I already use veracrypt. I don't want to store them as files. The keepass database is easy to sync and access across computers and the veracrypt volume is not. Because the veracrypt volume is 25gb and my keepass database is less than a megabyte.

you still have to trust the architecture of your OS to not be writing stuff to swap

I don't care about this. I'm not asking for total security.

It sounds what is really being asked for is forensic immunity

No, I'm asking for convenience without having to juggle real files on my filesystem.

CodeCracker-oss commented 1 year ago

@KeinR Personally, I have swap disabled as I have plenty of RAM and no need for swap. Even if I needed it, I would encrypt it.

Software and its developers will always have its flaws, thats just how its always been. This could even be as an extension to the software, similar to how official keepass software works with extensions.

Not asking for forensic security. Official keepass already includes this feature as well as sensitive data encrypted in RAM, which keepassxc don't offer.

Making it more conveinient and secure should be looked at as a good thing, not a bad thing.

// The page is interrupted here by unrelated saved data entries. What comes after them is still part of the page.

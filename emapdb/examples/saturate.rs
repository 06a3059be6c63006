use emapdb::{rewrites, NetlistDB};
use std::env;

/// Cell types the arithmetic rules commute and associate over.
const TARGET_TYPES: &[&str] = &[
    "$addu", "$adds", "$mulu", "$muls",
    "$andu", "$ands", "$oru", "$ors", "$xoru", "$xors",
];

fn main() {
    clilog::init_stderr_color_debug();
    let args: Vec<String> = env::args().collect();
    assert!(args.len() == 3 || args.len() == 4,
            "Usage: {} <schema.sql> <netlist.json> [<module>]", args[0]);

    let mut db = NetlistDB::new(&args[1], ":memory:")
        .expect("Error opening the store");
    db.build_from_json_file(&args[2], args.get(3).map(|x| x.as_ref()), "clk")
        .expect("Error building the netlist store");
    db.rebuild().expect("Error rebuilding after load");

    let applied = rewrites::saturate(
        &mut db, &rewrites::basic_rules(), TARGET_TYPES, Some(32)
    ).expect("Error saturating");

    println!("applied {} rewrites in total", applied);
    for table in ["wirevecs", "ay_cells", "aby_cells", "absy_cells",
                  "dffs", "from_inputs", "as_outputs", "instances"] {
        println!("{:16} {:8} rows", table, db.count_rows(table).unwrap());
    }
    println!("{}", serde_json::to_string_pretty(
        &db.dump_tables().expect("Error dumping tables")).unwrap());
}
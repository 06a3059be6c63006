//! Retiming: moving flip-flops across combinational cells.

use compact_str::CompactString;
use rusqlite::{params, params_from_iter};

use crate::{NetlistDB, Result};
use super::{find_or_mint_aby, placeholders, MatchRow, Rewrite};

/// Forward two flip-flops through the binary cell they feed:
/// `cell(type, dff(d1), dff(d2)) = y` gains
/// `cell(type, d1, d2) = pre; dff(pre) = y`.
///
/// Valid under the single positive-edge clock assumption: registering
/// the operands and registering the result delay the value by the same
/// cycle.
pub fn dff_forward_aby() -> Rewrite {
    Rewrite {
        name: "dff_forward_aby",
        post_rebuild: true,
        batched: false,
        ematch: ematch_dff_forward_aby,
        apply: apply_dff_forward_aby,
    }
}

fn ematch_dff_forward_aby(db: &NetlistDB, target_types: &[&str]) -> Result<Vec<MatchRow>> {
    let sql = format!(
        "SELECT cell.type, dff1.d, dff2.d, cell.y \
         FROM dffs AS dff1 JOIN dffs AS dff2 JOIN aby_cells AS cell \
         ON dff1.q = cell.a AND dff2.q = cell.b \
         WHERE cell.type IN ({})",
        placeholders(target_types.len()));
    let mut stmt = db.conn.prepare(&sql)?;
    let rows = stmt.query_map(params_from_iter(target_types.iter()), |row| {
        Ok(MatchRow {
            ty: CompactString::from(row.get::<_, String>(0)?),
            ids: vec![row.get(1)?, row.get(2)?, row.get(3)?],
        })
    })?.collect::<rusqlite::Result<Vec<_>>>()?;
    Ok(rows)
}

fn apply_dff_forward_aby(db: &mut NetlistDB, matches: &[MatchRow]) -> Result<usize> {
    let mut applied = 0;
    for m in matches {
        let &[d1, d2, y] = &m.ids[..] else {
            unreachable!("dff forward match has arity 3")
        };
        let width = db.wirevec_width(y)?;
        let pre = find_or_mint_aby(db, m.ty.as_str(), d1, d2, width)?;
        applied += db.conn.execute(
            "INSERT OR IGNORE INTO dffs (d, q) VALUES (?1, ?2)",
            params![pre, y])?;
    }
    Ok(applied)
}
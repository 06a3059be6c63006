//! Errors surfaced by the netlist store.

/// Convenience alias for fallible store operations.
pub type Result<T> = std::result::Result<T, Error>;

/// Failures reported to callers of the store.
///
/// Internal invariant breaks discovered mid-phase (a hash that no
/// longer matches its members after an incremental repair) are defects
/// of the engine and panic instead; [`Error::Invariant`] is only
/// produced by the explicit [`validate`](crate::NetlistDB::validate)
/// check.
#[derive(Debug, thiserror::Error)]
pub enum Error {
    /// A port, cell or parameter the builder does not support.
    /// Fatal to the current build; the store is only mutated after the
    /// individual cell validates.
    #[error("unsupported construct: {0}")]
    Unsupported(String),
    /// A schema invariant does not hold.
    #[error("schema invariant violated: {0}")]
    Invariant(String),
    /// Lower-level database error, surfaced unmodified.
    #[error(transparent)]
    Storage(#[from] rusqlite::Error),
    /// Malformed or unresolvable netlist input.
    #[error(transparent)]
    Input(#[from] yosysjson::NetlistJsonError),
    #[error(transparent)]
    Json(#[from] serde_json::Error),
    #[error(transparent)]
    Io(#[from] std::io::Error),
}
//! Data model for synthesized JSON netlists, as emitted by the
//! synthesis front-end's `write_json` command.
//!
//! This crate is pure syntax: it knows the shape of the file (modules,
//! ports, cells, bit and parameter scalars) but assigns no meaning to
//! cell types or wire ids. Consumers decide which constructs they
//! support.

use std::collections::HashMap;
use std::path::Path;

use compact_str::CompactString;
use serde::Deserialize;

/// Error raised while loading a netlist file or resolving the module
/// to work on.
#[derive(Debug, thiserror::Error)]
pub enum NetlistJsonError {
    #[error("cannot read netlist file: {0}")]
    Io(#[from] std::io::Error),
    #[error("malformed netlist json: {0}")]
    Json(#[from] serde_json::Error),
    #[error("module {0} not found in the netlist")]
    ModuleNotFound(String),
    #[error("cannot determine the module to load: the netlist has {0} \
             modules, please explicitly specify one")]
    CannotResolveModule(usize),
}

/// A whole netlist file. Top-level keys other than `modules`
/// (`creator`, ...) are ignored.
#[derive(Debug, Clone, Deserialize)]
pub struct Netlist {
    #[serde(default)]
    pub modules: HashMap<CompactString, Module>,
}

impl Netlist {
    /// Parse a netlist from JSON source text.
    pub fn parse_str(source: &str) -> Result<Netlist, NetlistJsonError> {
        Ok(serde_json::from_str(source)?)
    }

    /// Parse a netlist from a JSON file.
    pub fn parse_file(path: impl AsRef<Path>) -> Result<Netlist, NetlistJsonError> {
        let source = std::fs::read_to_string(path)?;
        Netlist::parse_str(&source)
    }

    /// Resolve the module to work on.
    ///
    /// If `name` is given it must exist. Otherwise the netlist must
    /// contain exactly one module, which is then picked.
    pub fn find_module(&self, name: Option<&str>) -> Result<&Module, NetlistJsonError> {
        match name {
            Some(name) => self.modules.get(name).ok_or_else(
                || NetlistJsonError::ModuleNotFound(name.to_string())),
            None => {
                if self.modules.len() == 1 {
                    let (name, module) = self.modules.iter().next().unwrap();
                    clilog::info!(YJ_SOLEMOD, "loading the only module {}", name);
                    Ok(module)
                }
                else {
                    Err(NetlistJsonError::CannotResolveModule(self.modules.len()))
                }
            }
        }
    }
}

/// One module: its I/O ports and instantiated cells.
#[derive(Debug, Clone, Deserialize)]
pub struct Module {
    #[serde(default)]
    pub ports: HashMap<CompactString, Port>,
    #[serde(default)]
    pub cells: HashMap<CompactString, Cell>,
}

impl Module {
    /// Ports in name order. JSON maps carry no order, and consumers
    /// want reproducible iteration.
    pub fn ports_sorted(&self) -> Vec<(&CompactString, &Port)> {
        let mut ports: Vec<_> = self.ports.iter().collect();
        ports.sort_unstable_by_key(|(name, _)| *name);
        ports
    }

    /// Cells in name order.
    pub fn cells_sorted(&self) -> Vec<(&CompactString, &Cell)> {
        let mut cells: Vec<_> = self.cells.iter().collect();
        cells.sort_unstable_by_key(|(name, _)| *name);
        cells
    }
}

/// Direction of a module port.
///
/// `inout` appears in the wild, so it is recognized here; consumers
/// that cannot express it reject it during their build.
#[derive(Debug, Clone, Copy, PartialEq, Eq, Deserialize)]
#[serde(rename_all = "lowercase")]
pub enum PortDirection {
    Input,
    Output,
    Inout,
}

/// A module port: direction plus one bit entry per wire, index 0 being
/// the least-significant bit.
#[derive(Debug, Clone, Deserialize)]
pub struct Port {
    pub direction: PortDirection,
    pub bits: Vec<Bit>,
}

/// One bit of a port or cell connection: either a wire id, or one of
/// the literal strings `"0"`, `"1"`, `"x"`.
#[derive(Debug, Clone, PartialEq, Eq, Deserialize)]
#[serde(untagged)]
pub enum Bit {
    Id(i64),
    Literal(CompactString),
}

/// A cell parameter or attribute value: a decimal integer, or a string
/// of binary digits.
#[derive(Debug, Clone, PartialEq, Eq, Deserialize, serde::Serialize)]
#[serde(untagged)]
pub enum Param {
    Int(i64),
    Bits(CompactString),
}

impl Param {
    /// Normalize to an integer: binary strings are parsed base-2.
    /// `None` if the string form contains non-binary digits
    /// (`x`/`z` bits cannot be represented as an integer).
    pub fn to_int(&self) -> Option<i64> {
        match self {
            Param::Int(v) => Some(*v),
            Param::Bits(s) => i64::from_str_radix(s.as_str(), 2).ok(),
        }
    }
}

/// One instantiated cell.
#[derive(Debug, Clone, Deserialize)]
pub struct Cell {
    #[serde(rename = "type")]
    pub ty: CompactString,
    #[serde(default)]
    pub parameters: HashMap<CompactString, Param>,
    #[serde(default)]
    pub attributes: HashMap<CompactString, Param>,
    #[serde(default)]
    pub connections: HashMap<CompactString, Vec<Bit>>,
}

impl Cell {
    /// A parameter normalized to an integer, if present and parsable.
    pub fn param_int(&self, name: &str) -> Option<i64> {
        self.parameters.get(name).and_then(Param::to_int)
    }

    /// An attribute normalized to an integer, if present and parsable.
    pub fn attr_int(&self, name: &str) -> Option<i64> {
        self.attributes.get(name).and_then(Param::to_int)
    }

    /// Connections in port-name order.
    pub fn connections_sorted(&self) -> Vec<(&CompactString, &Vec<Bit>)> {
        let mut conns: Vec<_> = self.connections.iter().collect();
        conns.sort_unstable_by_key(|(port, _)| *port);
        conns
    }
}
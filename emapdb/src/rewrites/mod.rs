//! The ematch/apply rewrite framework and the built-in rules.
//!
//! A rewrite rule pairs a pure `ematch` query with an `apply` action,
//! plus static scheduling tags. Appliers never delete rows: they only
//! insert rewritten rows (duplicates collapse under the relation's
//! UNIQUE constraint) and mint fresh wires for outputs the rewrite
//! introduces. Redundant rows are collapsed by the next rebuild.

use compact_str::CompactString;
use rusqlite::OptionalExtension;

use crate::{NetlistDB, Result};

mod basic;
mod retiming;

pub use basic::{assoc_to_left, assoc_to_right, comm};
pub use retiming::dff_forward_aby;

/// One match of a rule's left-hand pattern: the cell type tag plus the
/// wire-vector ids bound by the pattern. The arity of `ids` is
/// rule-specific; matches are plain data, stable against later store
/// mutation.
#[derive(Debug, Clone, PartialEq, Eq)]
pub struct MatchRow {
    pub ty: CompactString,
    pub ids: Vec<i64>,
}

/// A rewrite rule: an `ematch` query, an `apply` action and its
/// scheduling tags.
#[derive(Clone, Copy)]
pub struct Rewrite {
    pub name: &'static str,
    /// Whether the driver should rebuild after this rule fired.
    pub post_rebuild: bool,
    /// Whether `apply` consumes all matches at once rather than one
    /// at a time.
    pub batched: bool,
    /// Pure query for the left-hand pattern, restricted to the given
    /// cell type tags.
    pub ematch: fn(&NetlistDB, &[&str]) -> Result<Vec<MatchRow>>,
    /// Insert the right-hand rows; returns how many were new.
    pub apply: fn(&mut NetlistDB, &[MatchRow]) -> Result<usize>,
}

/// All built-in rules.
pub fn basic_rules() -> Vec<Rewrite> {
    vec![comm(), assoc_to_right(), assoc_to_left(), dff_forward_aby()]
}

/// `?1, ?2, ...` placeholder list for an `IN` clause.
fn placeholders(n: usize) -> String {
    (1..=n).map(|i| format!("?{}", i)).collect::<Vec<_>>().join(", ")
}

/// Look up a `(type, a, b)` cell whose output has exactly `width`
/// bits; mint one from fresh wires if there is none. Returns the
/// output vector id.
///
/// The width pin is load-bearing: reusing (or minting) an inner cell
/// of a different width would implicitly extend or truncate the value
/// the rewrite routes through it.
fn find_or_mint_aby(
    db: &mut NetlistDB, ty: &str, a: i64, b: i64, width: usize
) -> Result<i64> {
    let found: Option<i64> = db.conn.query_row(
        "SELECT y FROM aby_cells WHERE type = ?1 AND a = ?2 AND b = ?3 \
         AND (SELECT MAX(idx) + 1 FROM wirevec_members WHERE wirevec = y) = ?4 \
         LIMIT 1",
        rusqlite::params![ty, a, b, width as i64],
        |row| row.get(0)).optional()?;
    if let Some(y) = found {
        return Ok(y);
    }
    let fresh: Vec<i64> = (0..width).map(|_| db.auto_id()).collect();
    let y = db.add_wirevec_raw(&fresh)?;
    db.conn.execute(
        "INSERT INTO aby_cells (type, a, b, y) VALUES (?1, ?2, ?3, ?4)",
        rusqlite::params![ty, a, b, y])?;
    Ok(y)
}

/// Driver loop: alternate full ematch/apply passes with rebuilds until
/// a pass applies nothing, or the optional round budget runs out.
/// Returns the total number of applied rewrites.
///
/// Matches are materialized for every rule before the first apply of
/// the pass, so appliers always see a stable snapshot.
pub fn saturate(
    db: &mut NetlistDB, rules: &[Rewrite], target_types: &[&str],
    max_rounds: Option<usize>
) -> Result<usize> {
    let mut total = 0;
    let mut rounds = 0;
    loop {
        if let Some(budget) = max_rounds {
            if rounds >= budget {
                clilog::warn!(EM_RW_BUDGET,
                              "stopping saturation after {} rounds", rounds);
                break;
            }
        }
        rounds += 1;

        let mut all_matches = Vec::with_capacity(rules.len());
        for rule in rules {
            all_matches.push((rule.ematch)(db, target_types)?);
        }
        let mut applied = 0;
        let mut want_rebuild = false;
        for (rule, matches) in rules.iter().zip(&all_matches) {
            let n = (rule.apply)(db, matches)?;
            clilog::debug!(EM_RW, "rule {} applied {} rewrites on {} matches",
                           rule.name, n, matches.len());
            if n > 0 && rule.post_rebuild {
                want_rebuild = true;
            }
            applied += n;
        }
        if want_rebuild {
            db.rebuild()?;
        }
        if applied == 0 {
            break;
        }
        total += applied;
    }
    Ok(total)
}
//! End-to-end tests against the live art site.
//!
//! These make real HTTP requests and depend on the remote site's markup, so
//! they are gated behind the `E2E_ENABLED` environment variable and do not
//! run in CI unless explicitly requested.
//!
//! Run with:
//!   E2E_ENABLED=1 cargo test --test e2e -- --nocapture

use deck2docx::pipeline::locate::locate_image;
use deck2docx::{build_deck, BuildConfig, DeviantArtSelector, HttpFetcher};
use std::path::PathBuf;

/// Skip this test unless E2E_ENABLED is set.
macro_rules! e2e_skip_unless_enabled {
    () => {{
        if std::env::var("E2E_ENABLED").is_err() {
            println!("SKIP — set E2E_ENABLED=1 to run e2e tests");
            return;
        }
    }};
}

fn output_dir() -> PathBuf {
    let d = PathBuf::from(env!("CARGO_MANIFEST_DIR")).join("target/e2e");
    std::fs::create_dir_all(&d).ok();
    d
}

#[tokio::test]
async fn test_live_lookup_returns_image_url() {
    e2e_skip_unless_enabled!();

    let config = BuildConfig::default();
    let fetcher = HttpFetcher::new(&config.user_agent).expect("client");
    match locate_image(&fetcher, &DeviantArtSelector, &config, "Sevens Road Magician").await {
        Ok(located) => {
            println!("{located:?}");
            assert!(located.image_url.starts_with("http"));
        }
        // The site may block or reshape pages; a clean skip is still correct behaviour.
        Err(e) => println!("lookup skipped: {e}"),
    }
}

#[tokio::test]
async fn test_live_build_always_saves() {
    e2e_skip_unless_enabled!();

    let dir = output_dir();
    let input = dir.join("deck.txt");
    std::fs::write(
        &input,
        "Monster\n3 Sevens Road Magician\n1 Definitely Not A Real Card Name 7f3a\n",
    )
    .unwrap();
    let output = dir.join("deck_proxies.docx");

    let result = build_deck(&input, &output, &BuildConfig::default())
        .await
        .expect("build should save a document even when cards are skipped");

    assert_eq!(result.stats.total_entries, 2);
    assert!(output.exists());
    println!("{:?}", result.stats);
}
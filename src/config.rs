//! Configuration types for decklist-to-DOCX builds.
//!
//! All build behaviour is controlled through [`BuildConfig`], built via its
//! [`BuildConfigBuilder`]. Every knob lives in one struct so a run can be
//! logged and two runs can be diffed to see why their sheets differ.

use crate::error::DeckError;
use crate::progress::ProgressCallback;
use serde::{Deserialize, Serialize};
use std::fmt;

/// Default search endpoint for the artwork lookup.
pub const DEFAULT_SEARCH_URL: &str = "https://www.deviantart.com/search";

/// Default text prepended to every card name in the search query.
pub const DEFAULT_QUERY_PREFIX: &str = "rush duel";

/// Browser-like identification sent with every request.
pub const DEFAULT_USER_AGENT: &str = "Mozilla/5.0 (Windows NT 10.0; Win64; x64)";

/// Section headers skipped by the decklist parser, English then Korean.
pub const DEFAULT_HEADER_TOKENS: &[&str] = &[
    "monster",
    "spell",
    "trap",
    "extra",
    "side",
    "몬스터",
    "마법",
    "함정",
    "엑스트라",
    "사이드",
];

/// Configuration for a decklist build.
///
/// Built via [`BuildConfig::builder()`] or using [`BuildConfig::default()`].
///
/// # Example
/// ```rust
/// use deck2docx::BuildConfig;
///
/// let config = BuildConfig::builder()
///     .per_row(4)
///     .card_size(2.0, 2.9)
///     .build()
///     .unwrap();
/// assert_eq!(config.per_row, 4);
/// ```
#[derive(Clone)]
pub struct BuildConfig {
    /// Printed width of every card image, in inches. Default: 2.31.
    pub card_width_in: f64,

    /// Printed height of every card image, in inches. Default: 3.37.
    pub card_height_in: f64,

    /// Images per row before wrapping to a new row. Default: 3.
    ///
    /// Three 2.31" cards fit inside a Letter or A4 page with the default
    /// margins.
    pub per_row: usize,

    /// Page margins of the output document.
    pub margins: PageMargins,

    /// Search endpoint queried with `?q=<prefix> <card name>`.
    pub search_url: String,

    /// Text prepended to each card name in the search query. Default: `rush duel`.
    pub query_prefix: String,

    /// `User-Agent` header sent with every request.
    pub user_agent: String,

    /// Timeout for the search and artwork-page requests, in seconds. Default: 10.
    pub page_timeout_secs: u64,

    /// Timeout for the image download, in seconds. Default: 15.
    pub image_timeout_secs: u64,

    /// Lower-cased lines the parser treats as section headers and skips.
    pub header_tokens: Vec<String>,

    /// Upper bound on copies per entry. Default: None (unbounded).
    ///
    /// When set, larger quantities are clamped and a warning is logged.
    pub max_copies: Option<u32>,

    /// Receives per-card events while the layout is built.
    pub progress_callback: Option<ProgressCallback>,
}

impl Default for BuildConfig {
    fn default() -> Self {
        Self {
            card_width_in: 2.31,
            card_height_in: 3.37,
            per_row: 3,
            margins: PageMargins::default(),
            search_url: DEFAULT_SEARCH_URL.to_string(),
            query_prefix: DEFAULT_QUERY_PREFIX.to_string(),
            user_agent: DEFAULT_USER_AGENT.to_string(),
            page_timeout_secs: 10,
            image_timeout_secs: 15,
            header_tokens: DEFAULT_HEADER_TOKENS.iter().map(|s| s.to_string()).collect(),
            max_copies: None,
            progress_callback: None,
        }
    }
}

impl fmt::Debug for BuildConfig {
    fn fmt(&self, f: &mut fmt::Formatter<'_>) -> fmt::Result {
        f.debug_struct("BuildConfig")
            .field("card_width_in", &self.card_width_in)
            .field("card_height_in", &self.card_height_in)
            .field("per_row", &self.per_row)
            .field("margins", &self.margins)
            .field("search_url", &self.search_url)
            .field("query_prefix", &self.query_prefix)
            .field("user_agent", &self.user_agent)
            .field("page_timeout_secs", &self.page_timeout_secs)
            .field("image_timeout_secs", &self.image_timeout_secs)
            .field("header_tokens", &self.header_tokens)
            .field("max_copies", &self.max_copies)
            .field(
                "progress_callback",
                &self.progress_callback.as_ref().map(|_| "<dyn BuildProgressCallback>"),
            )
            .finish()
    }
}

impl BuildConfig {
    /// Create a new builder for `BuildConfig`.
    pub fn builder() -> BuildConfigBuilder {
        BuildConfigBuilder {
            config: Self::default(),
        }
    }

    /// Copies to place for an entry, after applying `max_copies`.
    pub fn copies_for(&self, quantity: u32) -> u32 {
        match self.max_copies {
            Some(cap) => quantity.min(cap),
            None => quantity,
        }
    }
}

/// Builder for [`BuildConfig`].
#[derive(Debug)]
pub struct BuildConfigBuilder {
    config: BuildConfig,
}

impl BuildConfigBuilder {
    pub fn card_size(mut self, width_in: f64, height_in: f64) -> Self {
        self.config.card_width_in = width_in;
        self.config.card_height_in = height_in;
        self
    }

    pub fn per_row(mut self, n: usize) -> Self {
        self.config.per_row = n;
        self
    }

    pub fn margins(mut self, margins: PageMargins) -> Self {
        self.config.margins = margins;
        self
    }

    pub fn search_url(mut self, url: impl Into<String>) -> Self {
        self.config.search_url = url.into();
        self
    }

    pub fn query_prefix(mut self, prefix: impl Into<String>) -> Self {
        self.config.query_prefix = prefix.into();
        self
    }

    pub fn user_agent(mut self, ua: impl Into<String>) -> Self {
        self.config.user_agent = ua.into();
        self
    }

    pub fn page_timeout_secs(mut self, secs: u64) -> Self {
        self.config.page_timeout_secs = secs;
        self
    }

    pub fn image_timeout_secs(mut self, secs: u64) -> Self {
        self.config.image_timeout_secs = secs;
        self
    }

    /// Replace the header-token list entirely.
    pub fn header_tokens<I, S>(mut self, tokens: I) -> Self
    where
        I: IntoIterator<Item = S>,
        S: Into<String>,
    {
        self.config.header_tokens = tokens
            .into_iter()
            .map(|t| t.into().trim().to_lowercase())
            .collect();
        self
    }

    /// Add one header token on top of the current list.
    pub fn extra_header_token(mut self, token: impl Into<String>) -> Self {
        let token = token.into().trim().to_lowercase();
        if !token.is_empty() && !self.config.header_tokens.contains(&token) {
            self.config.header_tokens.push(token);
        }
        self
    }

    pub fn max_copies(mut self, cap: Option<u32>) -> Self {
        self.config.max_copies = cap;
        self
    }

    pub fn progress_callback(mut self, cb: ProgressCallback) -> Self {
        self.config.progress_callback = Some(cb);
        self
    }

    /// Build the configuration, validating constraints.
    pub fn build(self) -> Result<BuildConfig, DeckError> {
        let c = &self.config;
        if c.per_row == 0 {
            return Err(DeckError::InvalidConfig("Images per row must be ≥ 1".into()));
        }
        for (what, v) in [("width", c.card_width_in), ("height", c.card_height_in)] {
            if !v.is_finite() || v <= 0.0 {
                return Err(DeckError::InvalidConfig(format!(
                    "Card {what} must be a positive number of inches, got {v}"
                )));
            }
        }
        if c.page_timeout_secs == 0 || c.image_timeout_secs == 0 {
            return Err(DeckError::InvalidConfig("Timeouts must be ≥ 1 second".into()));
        }
        if reqwest::Url::parse(&c.search_url).is_err() {
            return Err(DeckError::InvalidConfig(format!(
                "Search URL is not a valid absolute URL: '{}'",
                c.search_url
            )));
        }
        c.margins.validate()?;
        Ok(self.config)
    }
}

// ── Page geometry ────────────────────────────────────────────────────────

/// Page margins in inches.
#[derive(Debug, Clone, Copy, PartialEq, Serialize, Deserialize)]
pub struct PageMargins {
    pub top: f64,
    pub left: f64,
    pub right: f64,
    pub bottom: f64,
}

impl Default for PageMargins {
    fn default() -> Self {
        Self {
            top: 0.4,
            left: 0.4,
            right: 0.5,
            bottom: 0.5,
        }
    }
}

impl PageMargins {
    fn validate(&self) -> Result<(), DeckError> {
        for v in [self.top, self.left, self.right, self.bottom] {
            if !v.is_finite() || v < 0.0 {
                return Err(DeckError::InvalidConfig(format!(
                    "Margins must be non-negative inches, got {v}"
                )));
            }
        }
        Ok(())
    }
}

/// English Metric Units per inch (DrawingML picture extents).
pub const EMU_PER_INCH: f64 = 914_400.0;

/// Twentieths of a point per inch (WordprocessingML page geometry).
pub const TWIPS_PER_INCH: f64 = 1_440.0;

pub fn inches_to_emu(inches: f64) -> u32 {
    (inches * EMU_PER_INCH).round() as u32
}

pub fn inches_to_twips(inches: f64) -> i32 {
    (inches * TWIPS_PER_INCH).round() as i32
}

LoganDark commented 1 year ago

Making it more conveinient and secure should be looked at as a good thing, not a bad thing.

Yeah, it's not like the entire database isn't stored in RAM while it's open anyway. If stuff being in swap was an issue, it's always been an issue.

droidmonkey commented 1 year ago

There is a big difference between a viewer and an editor. We could support viewing attachments (text, image) within keepassxc. Editing plain text is not a big deal as long as we keep it same as notes, no frills.

FlorinAndrei commented 1 week ago

On macOS 14.6.1, one thing that helped was to explicitly configure the file type to be always opened with my favorite text editor (Sublime Text), which is something I should have done anyway. After that, the Open button in KeePassXC works for that file type. For reference, these are files with the .local extension.

Would be nice to have some kind of less manual solution in KeePassXC.